Every line holding the string "BranchNamePrompt" is to be copied from the entries below.

SUPPLIED MATERIAL:

•••••

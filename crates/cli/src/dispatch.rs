//! Command dispatch logic.
//!
//! Responsibilities:
//! - Route parsed CLI arguments to appropriate command handlers.
//! - Build the binding manager from defaults and the user keybinding file.
//!
//! Does NOT handle:
//! - CLI structure definitions (see `args` module).
//!
//! Invariants:
//! - `--no-user-config` leaves the manager with built-in bindings only.
//! - `check` reads the file itself and never builds a manager from it directly.

use anyhow::{Context, Result};
use gitview_config::ConfigLoader;
use gitview_keys::{DEFAULT_MAX_REMAP_DEPTH, KeyBindingManager, apply_overrides};

use crate::args::{Cli, Commands};
use crate::commands;
use crate::error::ExitCode;
use crate::output::OutputFormat;

/// Route the parsed CLI to its command handler.
pub(crate) fn run_command(cli: Cli) -> Result<ExitCode> {
    let format = OutputFormat::from_str(&cli.output)?;
    let loader = config_loader(&cli);
    let use_user_config = !cli.no_user_config;

    match cli.command {
        Commands::Check => commands::check::run(loader, format),
        Commands::Resolve {
            keys,
            views,
            follow,
            max_depth,
        } => {
            let manager = load_manager(loader, use_user_config)?;
            let follow_depth = follow.then(|| max_depth.unwrap_or(DEFAULT_MAX_REMAP_DEPTH));
            commands::resolve::run(&manager, &keys, &views, follow_depth, format)
        }
        Commands::Bindings { action, view } => {
            let manager = load_manager(loader, use_user_config)?;
            commands::bindings::run(&manager, &action, view.as_deref(), format)
        }
        Commands::List { view } => {
            let manager = load_manager(loader, use_user_config)?;
            commands::list::run(&manager, &view, format)
        }
        Commands::Help => {
            let manager = load_manager(loader, use_user_config)?;
            commands::help::run(&manager, format)
        }
    }
}

fn config_loader(cli: &Cli) -> ConfigLoader {
    let mut loader = ConfigLoader::new();
    if let Some(path) = cli.config_path() {
        loader = loader.with_path(path);
    }
    loader
}

/// Built-in bindings plus the user keybinding file, unless disabled.
fn load_manager(loader: ConfigLoader, use_user_config: bool) -> Result<KeyBindingManager> {
    let mut manager = KeyBindingManager::with_defaults();

    if !use_user_config {
        tracing::debug!("user keybinding file disabled");
        return Ok(manager);
    }

    let file = loader
        .load()
        .context("Failed to load keybinding configuration")?;

    if let Some(file) = file {
        let report = apply_overrides(&mut manager, &file);
        if !report.is_clean() {
            eprintln!(
                "Warning: {} keybinding entr{} skipped (run 'gitview-keys check' for details)",
                report.skipped.len(),
                if report.skipped.len() == 1 { "y" } else { "ies" }
            );
        }
    }

    Ok(manager)
}
//! Built-in action catalog.
//!
//! Responsibilities:
//! - Enumerate the actions gitview can dispatch.
//! - Describe each action (canonical key, category, description, defaults).
//! - Map canonical `<gv-...>` identifiers back to actions.
//!
//! Does NOT handle:
//! - Executing actions (the dispatcher owns that).
//! - Storing bindings (see `manager`).
//!
//! Invariants:
//! - Canonical keys are unique and all start with [`ACTION_KEY_PREFIX`].
//! - `ActionType::ALL` lists every variant exactly once, in declaration order.

use std::collections::HashMap;
use std::fmt;
use std::sync::OnceLock;

use serde::Serialize;

use crate::view::ViewId;

mod descriptors;

/// Prefix shared by every canonical action identifier.
pub const ACTION_KEY_PREFIX: &str = "<gv-";

/// An action that a key sequence can resolve to.
#[derive(Debug, Clone, Copy, PartialEq, Eq, Hash, PartialOrd, Ord, Serialize)]
#[serde(rename_all = "snake_case")]
pub enum ActionType {
    None,
    Exit,
    Suspend,
    RunCommand,
    Prompt,
    SearchPrompt,
    ReverseSearchPrompt,
    FilterPrompt,
    QuestionPrompt,
    BranchNamePrompt,
    Search,
    ReverseSearch,
    SearchFindNext,
    SearchFindPrev,
    ClearSearch,
    ShowStatus,
    NextLine,
    PrevLine,
    NextPage,
    PrevPage,
    NextHalfPage,
    PrevHalfPage,
    ScrollRight,
    ScrollLeft,
    FirstLine,
    LastLine,
    Select,
    NextView,
    PrevView,
    FullScreenView,
    ToggleViewLayout,
    NextTab,
    PrevTab,
    RemoveView,
    AddFilter,
    RemoveFilter,
    CenterView,
    ScrollCursorTop,
    ScrollCursorBottom,
    CursorTopView,
    CursorMiddleView,
    CursorBottomView,
    NewTab,
    RemoveTab,
    AddView,
    SplitView,
    MouseSelect,
    MouseScrollDown,
    MouseScrollUp,
    CheckoutRef,
    CheckoutCommit,
    CreateBranch,
    CreateContextMenu,
    CreateCommandOutputView,
    ShowAvailableActions,
    StageFile,
    UnstageFile,
    Commit,
    ShowHelpView,
}

impl ActionType {
    pub const ALL: &'static [ActionType] = &[
        ActionType::None,
        ActionType::Exit,
        ActionType::Suspend,
        ActionType::RunCommand,
        ActionType::Prompt,
        ActionType::SearchPrompt,
        ActionType::ReverseSearchPrompt,
        ActionType::FilterPrompt,
        ActionType::QuestionPrompt,
        ActionType::BranchNamePrompt,
        ActionType::Search,
        ActionType::ReverseSearch,
        ActionType::SearchFindNext,
        ActionType::SearchFindPrev,
        ActionType::ClearSearch,
        ActionType::ShowStatus,
        ActionType::NextLine,
        ActionType::PrevLine,
        ActionType::NextPage,
        ActionType::PrevPage,
        ActionType::NextHalfPage,
        ActionType::PrevHalfPage,
        ActionType::ScrollRight,
        ActionType::ScrollLeft,
        ActionType::FirstLine,
        ActionType::LastLine,
        ActionType::Select,
        ActionType::NextView,
        ActionType::PrevView,
        ActionType::FullScreenView,
        ActionType::ToggleViewLayout,
        ActionType::NextTab,
        ActionType::PrevTab,
        ActionType::RemoveView,
        ActionType::AddFilter,
        ActionType::RemoveFilter,
        ActionType::CenterView,
        ActionType::ScrollCursorTop,
        ActionType::ScrollCursorBottom,
        ActionType::CursorTopView,
        ActionType::CursorMiddleView,
        ActionType::CursorBottomView,
        ActionType::NewTab,
        ActionType::RemoveTab,
        ActionType::AddView,
        ActionType::SplitView,
        ActionType::MouseSelect,
        ActionType::MouseScrollDown,
        ActionType::MouseScrollUp,
        ActionType::CheckoutRef,
        ActionType::CheckoutCommit,
        ActionType::CreateBranch,
        ActionType::CreateContextMenu,
        ActionType::CreateCommandOutputView,
        ActionType::ShowAvailableActions,
        ActionType::StageFile,
        ActionType::UnstageFile,
        ActionType::Commit,
        ActionType::ShowHelpView,
    ];

    pub fn descriptor(self) -> ActionDescriptor {
        descriptors::descriptor(self)
    }

    /// The canonical `<gv-...>` identifier, if this action can be bound by name.
    pub fn action_key(self) -> Option<&'static str> {
        self.descriptor().action_key
    }

    pub fn is_none(self) -> bool {
        self == ActionType::None
    }
}

impl fmt::Display for ActionType {
    fn fmt(&self, f: &mut fmt::Formatter<'_>) -> fmt::Result {
        match self.action_key() {
            Some(key) => f.write_str(key),
            None => write!(f, "{self:?}"),
        }
    }
}

/// Grouping used for help output.
#[derive(Debug, Clone, Copy, PartialEq, Eq, Hash, Serialize)]
#[serde(rename_all = "snake_case")]
pub enum ActionCategory {
    None,
    Movement,
    Search,
    ViewNavigation,
    General,
    ViewSpecific,
}

/// Static metadata describing an action.
#[derive(Debug, Clone, Copy, PartialEq, Eq)]
pub struct ActionDescriptor {
    /// Canonical identifier (`<gv-...>`), absent for internal-only actions
    pub action_key: Option<&'static str>,
    pub category: ActionCategory,
    /// The action opens a prompt rather than acting immediately
    pub prompt_action: bool,
    pub description: &'static str,
    /// Built-in bindings per view, in display order
    pub key_bindings: &'static [(ViewId, &'static [&'static str])],
}

fn action_keys() -> &'static HashMap<&'static str, ActionType> {
    static ACTION_KEYS: OnceLock<HashMap<&'static str, ActionType>> = OnceLock::new();
    ACTION_KEYS.get_or_init(|| {
        ActionType::ALL
            .iter()
            .filter_map(|action| action.action_key().map(|key| (key, *action)))
            .collect()
    })
}

/// Looks up the action named by a canonical identifier such as `<gv-next-line>`.
pub fn action_for_key(key: &str) -> Option<ActionType> {
    action_keys().get(key).copied()
}

pub fn is_valid_action(key: &str) -> bool {
    action_for_key(key).is_some()
}

/// True if the action presents a prompt when dispatched.
pub fn is_prompt_action(action: ActionType) -> bool {
    action.descriptor().prompt_action
}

•••••

ANSWER TO THIS TASK:
    BranchNamePrompt,
        ActionType::BranchNamePrompt,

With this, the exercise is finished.